• DATA EXTRACTS:
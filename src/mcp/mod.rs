/// MCP protocol implementation
///
/// This module handles the Model Context Protocol communication,
/// including JSON-RPC parsing and tool routing.

pub mod protocol;
pub mod server;

// Re-export main types
pub use server::McpServer;
use whitebox_linear::Regressor;
use whitebox_tree::Tree;

/// The trained models that can be explained. The variant decides which explainer is used.
#[derive(Clone, Debug, PartialEq)]
pub enum Model {
	Tree(Tree),
	Linear(Regressor),
}

#[derive(serde::Serialize, Clone, Copy, Debug, PartialEq)]
#[serde(rename_all = "camelCase")]
pub enum ModelType {
	Tree,
	Linear,
}

impl Model {
	pub fn model_type(&self) -> ModelType {
		match self {
			Model::Tree(_) => ModelType::Tree,
			Model::Linear(_) => ModelType::Linear,
		}
	}
}

impl From<Tree> for Model {
	fn from(value: Tree) -> Self {
		Model::Tree(value)
	}
}

impl From<Regressor> for Model {
	fn from(value: Regressor) -> Self {
		Model::Linear(value)
	}
}
/*!
This module contains the trained decision tree types that explanations are computed for.
*/

use crate::Error;

/// The child index stored for both children of a leaf built with `Node::Leaf`.
pub const LEAF: usize = usize::MAX;

/// A trained binary decision tree, seen through its per-node arrays. Node 0 is the root. A node is a leaf if and only if its left and right children are equal.
pub trait DecisionTree {
	fn n_nodes(&self) -> usize;
	fn children_left(&self, node_index: usize) -> usize;
	fn children_right(&self, node_index: usize) -> usize;
	/// The index of the feature a branch node splits on.
	fn feature(&self, node_index: usize) -> usize;
	/// Examples whose feature value is <= the threshold go to the left child. All others go to the right.
	fn threshold(&self, node_index: usize) -> f32;
	/// Impurities are read as `f32`. Trees trained with `f64` impurities are narrowed, so explanations carry `f32` precision.
	fn impurity(&self, node_index: usize) -> f32;

	fn is_leaf(&self, node_index: usize) -> bool {
		self.children_left(node_index) == self.children_right(node_index)
	}
}

/// A `Tree` stores a trained binary decision tree as parallel arrays indexed by node.
#[derive(Clone, Debug, PartialEq)]
pub struct Tree {
	children_left: Vec<usize>,
	children_right: Vec<usize>,
	feature: Vec<usize>,
	threshold: Vec<f32>,
	impurity: Vec<f32>,
}

/** A Node is used to build a `Tree` one node at a time. It has two types:
1. **Branch**: A `BranchNode` represents internal tree nodes.
2. **Leaf**:  A `LeafNode` represents terminal nodes.
*/
#[derive(Clone, Debug, PartialEq)]
pub enum Node {
	Branch(BranchNode),
	Leaf(LeafNode),
}

/// A BranchNode describes an internal node in a trained tree.
#[derive(Clone, Debug, PartialEq)]
pub struct BranchNode {
	/// The index in the tree's node arrays for this node's left child.
	pub left_child_index: usize,
	/// The index in the tree's node arrays for this node's right child.
	pub right_child_index: usize,
	/// The index of the feature used to split the node.
	pub feature_index: usize,
	/// All feature values <= split_value go to the left subtree and all others go to the right.
	pub split_value: f32,
	pub impurity: f32,
}

#[derive(Clone, Debug, PartialEq)]
pub struct LeafNode {
	pub impurity: f32,
}

impl Tree {
	/// Create a tree from its node arrays. All five arrays must have one entry per node, and the nodes reachable from the root must form a binary tree.
	pub fn new(
		children_left: Vec<usize>,
		children_right: Vec<usize>,
		feature: Vec<usize>,
		threshold: Vec<f32>,
		impurity: Vec<f32>,
	) -> Result<Self, Error> {
		let n_nodes = children_left.len();
		check_len("children_right", n_nodes, children_right.len())?;
		check_len("feature", n_nodes, feature.len())?;
		check_len("threshold", n_nodes, threshold.len())?;
		check_len("impurity", n_nodes, impurity.len())?;
		let tree = Self {
			children_left,
			children_right,
			feature,
			threshold,
			impurity,
		};
		validate(&tree)?;
		Ok(tree)
	}

	pub fn from_nodes(nodes: &[Node]) -> Result<Self, Error> {
		let n_nodes = nodes.len();
		let mut children_left = Vec::with_capacity(n_nodes);
		let mut children_right = Vec::with_capacity(n_nodes);
		let mut feature = Vec::with_capacity(n_nodes);
		let mut threshold = Vec::with_capacity(n_nodes);
		let mut impurity = Vec::with_capacity(n_nodes);
		for node in nodes {
			match node {
				Node::Branch(n) => {
					children_left.push(n.left_child_index);
					children_right.push(n.right_child_index);
					feature.push(n.feature_index);
					threshold.push(n.split_value);
					impurity.push(n.impurity);
				}
				Node::Leaf(n) => {
					children_left.push(LEAF);
					children_right.push(LEAF);
					feature.push(0);
					threshold.push(0.0);
					impurity.push(n.impurity);
				}
			}
		}
		Self::new(children_left, children_right, feature, threshold, impurity)
	}

	/// The largest feature index used by a branch node reachable from the root, or `None` if the root is a leaf.
	pub fn max_feature_index(&self) -> Option<usize> {
		reachable_nodes(self)
			.ok()?
			.into_iter()
			.filter(|node_index| !self.is_leaf(*node_index))
			.map(|node_index| self.feature[node_index])
			.max()
	}
}

impl DecisionTree for Tree {
	fn n_nodes(&self) -> usize {
		self.children_left.len()
	}

	fn children_left(&self, node_index: usize) -> usize {
		self.children_left[node_index]
	}

	fn children_right(&self, node_index: usize) -> usize {
		self.children_right[node_index]
	}

	fn feature(&self, node_index: usize) -> usize {
		self.feature[node_index]
	}

	fn threshold(&self, node_index: usize) -> f32 {
		self.threshold[node_index]
	}

	fn impurity(&self, node_index: usize) -> f32 {
		self.impurity[node_index]
	}
}

fn check_len(field: &'static str, expected: usize, actual: usize) -> Result<(), Error> {
	if expected == actual {
		Ok(())
	} else {
		Err(Error::LengthMismatch {
			field,
			expected,
			actual,
		})
	}
}

/// Check that the nodes reachable from the root form a binary tree: every branch node's children are in range and no node can be reached twice. Nodes that cannot be reached from the root are ignored.
pub fn validate<T>(tree: &T) -> Result<(), Error>
where
	T: DecisionTree + ?Sized,
{
	reachable_nodes(tree).map(|_| ())
}

/// The indices of the nodes reachable from the root, in depth-first order, or the first reason they do not form a binary tree.
pub(crate) fn reachable_nodes<T>(tree: &T) -> Result<Vec<usize>, Error>
where
	T: DecisionTree + ?Sized,
{
	let n_nodes = tree.n_nodes();
	if n_nodes == 0 {
		return Err(Error::Empty);
	}
	let mut visited = vec![false; n_nodes];
	let mut reachable = Vec::new();
	let mut stack = vec![0];
	while let Some(node_index) = stack.pop() {
		if visited[node_index] {
			return Err(Error::NotATree { node_index });
		}
		visited[node_index] = true;
		reachable.push(node_index);
		if tree.is_leaf(node_index) {
			continue;
		}
		for child_index in &[
			tree.children_left(node_index),
			tree.children_right(node_index),
		] {
			if *child_index >= n_nodes {
				return Err(Error::ChildOutOfRange {
					node_index,
					child_index: *child_index,
					n_nodes,
				});
			}
			stack.push(*child_index);
		}
	}
	Ok(reachable)
}

#[cfg(test)]
pub(crate) fn branch(
	feature_index: usize,
	split_value: f32,
	impurity: f32,
	left_child_index: usize,
	right_child_index: usize,
) -> Node {
	Node::Branch(BranchNode {
		left_child_index,
		right_child_index,
		feature_index,
		split_value,
		impurity,
	})
}

#[cfg(test)]
pub(crate) fn leaf(impurity: f32) -> Node {
	Node::Leaf(LeafNode { impurity })
}

#[test]
fn test_from_nodes() {
	let tree = Tree::from_nodes(&[branch(3, 0.5, 0.5, 1, 2), leaf(0.0), leaf(0.1)]).unwrap();
	assert_eq!(tree.n_nodes(), 3);
	assert!(!tree.is_leaf(0));
	assert!(tree.is_leaf(1));
	assert_eq!(tree.children_right(0), 2);
	assert_eq!(tree.threshold(0), 0.5);
	assert_eq!(tree.impurity(2), 0.1);
	assert_eq!(tree.max_feature_index(), Some(3));
	let tree = Tree::from_nodes(&[leaf(0.3)]).unwrap();
	assert_eq!(tree.max_feature_index(), None);
}

#[test]
fn test_new_length_mismatch() {
	let result = Tree::new(
		vec![1, LEAF, LEAF],
		vec![2, LEAF, LEAF],
		vec![0, 0, 0],
		vec![0.5, 0.0],
		vec![0.5, 0.0, 0.0],
	);
	assert_eq!(
		result,
		Err(Error::LengthMismatch {
			field: "threshold",
			expected: 3,
			actual: 2,
		})
	);
}

#[test]
fn test_validate_errors() {
	assert_eq!(Tree::from_nodes(&[]), Err(Error::Empty));
	let result = Tree::from_nodes(&[branch(0, 0.5, 0.5, 1, 5), leaf(0.0)]);
	assert_eq!(
		result,
		Err(Error::ChildOutOfRange {
			node_index: 0,
			child_index: 5,
			n_nodes: 2,
		})
	);
	let result = Tree::from_nodes(&[branch(0, 0.5, 0.5, 1, 1), leaf(0.0)]);
	assert!(result.is_ok(), "equal children make node 0 a leaf");
	let result = Tree::from_nodes(&[branch(0, 0.5, 0.5, 1, 2), branch(1, 0.5, 0.3, 0, 2), leaf(0.0)]);
	assert!(matches!(result, Err(Error::NotATree { .. })));
}

#[test]
fn test_validate_ignores_unreachable_nodes() {
	let tree = Tree::from_nodes(&[
		branch(0, 0.5, 0.5, 1, 2),
		leaf(0.0),
		leaf(0.0),
		branch(7, 0.0, 0.0, 3, 9),
	])
	.unwrap();
	assert_eq!(tree.max_feature_index(), Some(0));
}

• WORK TO BE COMPLETED:
Using the material above, return each line in which the word "crate" occurs.

• SOLUTION:
use crate::Error;
pub(crate) fn reachable_nodes<T>(tree: &T) -> Result<Vec<usize>, Error>
pub(crate) fn branch(
pub(crate) fn leaf(impurity: f32) -> Node {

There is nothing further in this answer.